====== Input material

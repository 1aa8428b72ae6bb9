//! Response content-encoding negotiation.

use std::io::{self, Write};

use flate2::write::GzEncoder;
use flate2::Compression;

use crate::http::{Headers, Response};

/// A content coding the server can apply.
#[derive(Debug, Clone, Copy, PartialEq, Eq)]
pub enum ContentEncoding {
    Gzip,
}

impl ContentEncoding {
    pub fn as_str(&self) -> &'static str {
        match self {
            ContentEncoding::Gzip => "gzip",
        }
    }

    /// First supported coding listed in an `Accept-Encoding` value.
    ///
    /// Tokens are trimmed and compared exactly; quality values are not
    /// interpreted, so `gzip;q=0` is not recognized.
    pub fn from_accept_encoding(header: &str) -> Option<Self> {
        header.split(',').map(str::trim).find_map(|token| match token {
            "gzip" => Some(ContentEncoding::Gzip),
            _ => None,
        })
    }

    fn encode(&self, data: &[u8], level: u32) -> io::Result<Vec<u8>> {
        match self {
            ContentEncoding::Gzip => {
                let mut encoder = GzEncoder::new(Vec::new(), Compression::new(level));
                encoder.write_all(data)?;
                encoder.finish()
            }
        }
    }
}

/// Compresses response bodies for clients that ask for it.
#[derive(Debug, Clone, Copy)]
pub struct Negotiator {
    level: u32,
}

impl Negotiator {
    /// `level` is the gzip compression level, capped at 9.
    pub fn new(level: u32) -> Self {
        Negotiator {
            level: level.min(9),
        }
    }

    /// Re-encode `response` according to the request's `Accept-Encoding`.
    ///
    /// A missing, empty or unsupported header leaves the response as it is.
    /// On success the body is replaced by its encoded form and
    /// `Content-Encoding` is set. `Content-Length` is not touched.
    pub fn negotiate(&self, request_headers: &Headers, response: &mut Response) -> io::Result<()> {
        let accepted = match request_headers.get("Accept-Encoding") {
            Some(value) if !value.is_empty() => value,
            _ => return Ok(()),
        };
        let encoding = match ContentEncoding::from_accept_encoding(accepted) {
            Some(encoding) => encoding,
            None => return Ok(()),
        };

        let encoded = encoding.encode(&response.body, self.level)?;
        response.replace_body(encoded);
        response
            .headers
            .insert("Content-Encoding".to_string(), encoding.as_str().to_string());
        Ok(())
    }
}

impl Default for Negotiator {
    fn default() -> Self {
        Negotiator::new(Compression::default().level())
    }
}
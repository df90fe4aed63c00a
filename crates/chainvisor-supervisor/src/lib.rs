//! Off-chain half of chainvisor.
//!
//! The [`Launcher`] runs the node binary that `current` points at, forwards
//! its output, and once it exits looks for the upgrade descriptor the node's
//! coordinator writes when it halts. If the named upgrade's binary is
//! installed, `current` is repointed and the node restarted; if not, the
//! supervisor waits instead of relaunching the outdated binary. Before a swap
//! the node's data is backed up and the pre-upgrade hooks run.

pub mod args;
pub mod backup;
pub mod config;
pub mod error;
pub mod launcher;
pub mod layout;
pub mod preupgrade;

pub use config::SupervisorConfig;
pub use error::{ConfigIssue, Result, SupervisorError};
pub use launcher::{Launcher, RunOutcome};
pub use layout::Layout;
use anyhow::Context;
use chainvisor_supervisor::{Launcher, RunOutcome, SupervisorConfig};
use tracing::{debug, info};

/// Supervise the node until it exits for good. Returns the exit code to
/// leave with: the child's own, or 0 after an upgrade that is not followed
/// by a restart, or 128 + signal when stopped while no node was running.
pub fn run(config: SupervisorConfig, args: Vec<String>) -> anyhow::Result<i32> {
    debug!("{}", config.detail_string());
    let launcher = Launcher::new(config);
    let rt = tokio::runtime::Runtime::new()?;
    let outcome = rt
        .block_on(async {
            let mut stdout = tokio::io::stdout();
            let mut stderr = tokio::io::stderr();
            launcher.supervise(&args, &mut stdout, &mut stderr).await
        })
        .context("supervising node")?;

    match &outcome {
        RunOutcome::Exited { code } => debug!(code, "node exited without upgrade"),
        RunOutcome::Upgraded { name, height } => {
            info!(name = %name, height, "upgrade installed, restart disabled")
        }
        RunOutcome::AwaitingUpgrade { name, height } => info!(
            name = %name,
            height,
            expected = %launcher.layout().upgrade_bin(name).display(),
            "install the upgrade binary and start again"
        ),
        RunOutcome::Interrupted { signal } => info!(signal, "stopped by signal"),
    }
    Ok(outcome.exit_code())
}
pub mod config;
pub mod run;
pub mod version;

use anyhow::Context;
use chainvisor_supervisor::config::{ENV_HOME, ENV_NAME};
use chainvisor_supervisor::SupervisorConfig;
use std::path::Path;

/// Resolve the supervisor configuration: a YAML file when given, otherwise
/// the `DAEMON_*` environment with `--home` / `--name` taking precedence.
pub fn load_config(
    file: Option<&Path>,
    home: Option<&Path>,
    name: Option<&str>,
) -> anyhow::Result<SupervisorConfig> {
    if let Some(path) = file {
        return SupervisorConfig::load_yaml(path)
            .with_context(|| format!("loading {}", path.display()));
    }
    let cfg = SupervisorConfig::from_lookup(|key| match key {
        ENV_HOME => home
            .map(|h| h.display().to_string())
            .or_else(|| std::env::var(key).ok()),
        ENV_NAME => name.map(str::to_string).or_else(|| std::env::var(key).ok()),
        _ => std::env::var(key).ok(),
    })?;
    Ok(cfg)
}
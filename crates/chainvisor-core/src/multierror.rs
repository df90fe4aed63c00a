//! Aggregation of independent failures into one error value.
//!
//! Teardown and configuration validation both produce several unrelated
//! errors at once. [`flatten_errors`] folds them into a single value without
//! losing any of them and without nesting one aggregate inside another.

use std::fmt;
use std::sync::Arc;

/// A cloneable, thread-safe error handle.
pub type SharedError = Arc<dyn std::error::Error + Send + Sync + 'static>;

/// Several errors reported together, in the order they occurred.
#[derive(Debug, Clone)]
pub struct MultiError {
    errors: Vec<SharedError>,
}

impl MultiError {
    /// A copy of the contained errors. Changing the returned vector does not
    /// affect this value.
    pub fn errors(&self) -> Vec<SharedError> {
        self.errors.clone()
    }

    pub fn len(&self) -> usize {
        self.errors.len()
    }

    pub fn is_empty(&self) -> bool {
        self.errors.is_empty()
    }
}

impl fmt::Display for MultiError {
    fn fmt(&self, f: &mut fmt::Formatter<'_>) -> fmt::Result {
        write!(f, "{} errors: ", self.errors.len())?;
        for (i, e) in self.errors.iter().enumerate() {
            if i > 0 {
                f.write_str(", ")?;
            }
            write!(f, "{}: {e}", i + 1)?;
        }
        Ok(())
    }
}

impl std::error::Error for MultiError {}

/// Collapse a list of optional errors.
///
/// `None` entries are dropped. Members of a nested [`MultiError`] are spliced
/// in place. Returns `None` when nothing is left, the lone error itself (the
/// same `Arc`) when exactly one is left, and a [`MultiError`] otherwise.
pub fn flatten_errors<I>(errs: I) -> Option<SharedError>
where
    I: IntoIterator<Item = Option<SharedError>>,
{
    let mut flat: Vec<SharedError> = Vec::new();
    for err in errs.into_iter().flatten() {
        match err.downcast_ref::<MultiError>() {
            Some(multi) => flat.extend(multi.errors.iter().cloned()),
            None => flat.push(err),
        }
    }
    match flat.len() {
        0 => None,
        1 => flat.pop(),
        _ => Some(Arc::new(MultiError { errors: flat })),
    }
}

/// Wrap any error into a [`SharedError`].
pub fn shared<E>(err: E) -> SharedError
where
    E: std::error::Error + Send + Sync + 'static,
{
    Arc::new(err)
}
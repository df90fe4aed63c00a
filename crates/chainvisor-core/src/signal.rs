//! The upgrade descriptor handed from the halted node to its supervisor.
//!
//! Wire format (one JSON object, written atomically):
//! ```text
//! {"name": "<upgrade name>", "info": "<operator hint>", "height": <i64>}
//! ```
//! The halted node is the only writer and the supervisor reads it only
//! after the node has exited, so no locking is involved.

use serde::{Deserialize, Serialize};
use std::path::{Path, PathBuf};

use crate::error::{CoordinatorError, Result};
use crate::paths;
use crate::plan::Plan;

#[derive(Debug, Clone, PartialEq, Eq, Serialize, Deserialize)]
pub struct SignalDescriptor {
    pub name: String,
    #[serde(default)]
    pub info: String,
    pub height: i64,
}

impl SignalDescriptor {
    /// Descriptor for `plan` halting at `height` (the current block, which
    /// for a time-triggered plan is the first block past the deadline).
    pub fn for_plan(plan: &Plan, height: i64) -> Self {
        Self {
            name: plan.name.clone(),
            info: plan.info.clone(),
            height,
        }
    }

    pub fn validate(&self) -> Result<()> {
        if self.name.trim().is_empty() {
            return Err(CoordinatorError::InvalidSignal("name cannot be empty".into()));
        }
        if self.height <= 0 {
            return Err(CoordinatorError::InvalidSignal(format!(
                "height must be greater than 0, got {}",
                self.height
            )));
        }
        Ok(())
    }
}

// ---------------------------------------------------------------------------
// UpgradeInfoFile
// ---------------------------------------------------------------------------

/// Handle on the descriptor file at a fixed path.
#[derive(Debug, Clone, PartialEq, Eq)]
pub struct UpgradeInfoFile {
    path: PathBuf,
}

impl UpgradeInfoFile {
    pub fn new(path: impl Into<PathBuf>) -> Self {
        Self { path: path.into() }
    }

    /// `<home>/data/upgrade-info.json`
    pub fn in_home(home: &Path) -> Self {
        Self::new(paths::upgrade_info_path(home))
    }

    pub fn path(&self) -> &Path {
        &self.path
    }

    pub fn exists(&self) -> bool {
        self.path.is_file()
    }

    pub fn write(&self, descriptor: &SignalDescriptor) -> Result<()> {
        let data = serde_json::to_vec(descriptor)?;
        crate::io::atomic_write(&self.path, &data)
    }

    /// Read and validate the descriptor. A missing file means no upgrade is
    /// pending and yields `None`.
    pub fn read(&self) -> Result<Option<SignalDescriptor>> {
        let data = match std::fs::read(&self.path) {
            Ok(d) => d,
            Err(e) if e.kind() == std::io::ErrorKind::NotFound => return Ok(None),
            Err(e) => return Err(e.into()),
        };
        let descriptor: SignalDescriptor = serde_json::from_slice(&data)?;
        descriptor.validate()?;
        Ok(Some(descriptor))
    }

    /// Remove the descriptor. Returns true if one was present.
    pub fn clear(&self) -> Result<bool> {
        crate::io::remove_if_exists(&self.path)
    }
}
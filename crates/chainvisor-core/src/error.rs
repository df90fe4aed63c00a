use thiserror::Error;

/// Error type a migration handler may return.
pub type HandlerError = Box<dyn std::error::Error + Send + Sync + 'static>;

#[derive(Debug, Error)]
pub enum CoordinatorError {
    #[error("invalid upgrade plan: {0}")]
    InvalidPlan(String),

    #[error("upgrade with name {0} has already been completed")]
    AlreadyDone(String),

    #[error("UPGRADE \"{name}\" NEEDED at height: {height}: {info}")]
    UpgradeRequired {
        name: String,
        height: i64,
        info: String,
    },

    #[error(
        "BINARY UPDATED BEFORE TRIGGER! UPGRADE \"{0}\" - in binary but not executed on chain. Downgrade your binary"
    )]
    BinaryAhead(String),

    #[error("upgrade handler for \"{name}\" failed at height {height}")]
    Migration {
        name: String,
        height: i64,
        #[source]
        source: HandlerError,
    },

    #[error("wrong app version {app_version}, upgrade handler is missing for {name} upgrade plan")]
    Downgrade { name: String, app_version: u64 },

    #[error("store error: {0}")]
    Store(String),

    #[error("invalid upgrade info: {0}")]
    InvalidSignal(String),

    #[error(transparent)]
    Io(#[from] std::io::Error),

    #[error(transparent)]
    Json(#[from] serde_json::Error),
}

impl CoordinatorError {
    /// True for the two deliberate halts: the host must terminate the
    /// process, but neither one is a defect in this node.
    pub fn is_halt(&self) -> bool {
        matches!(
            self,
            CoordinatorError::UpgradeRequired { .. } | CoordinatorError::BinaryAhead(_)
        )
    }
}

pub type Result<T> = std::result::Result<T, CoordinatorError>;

============

Which of the lines above hold the string "derive"? Copy each one.

Problem solution:
#[derive(Debug, Clone, Copy, PartialEq, Eq)]
#[derive(Debug, Clone, Copy)]
#[derive(Debug, Clone)]
#[derive(Debug, Clone, PartialEq, Eq, Serialize, Deserialize)]
#[derive(Debug, Clone, PartialEq, Eq)]
#[derive(Debug, Error)]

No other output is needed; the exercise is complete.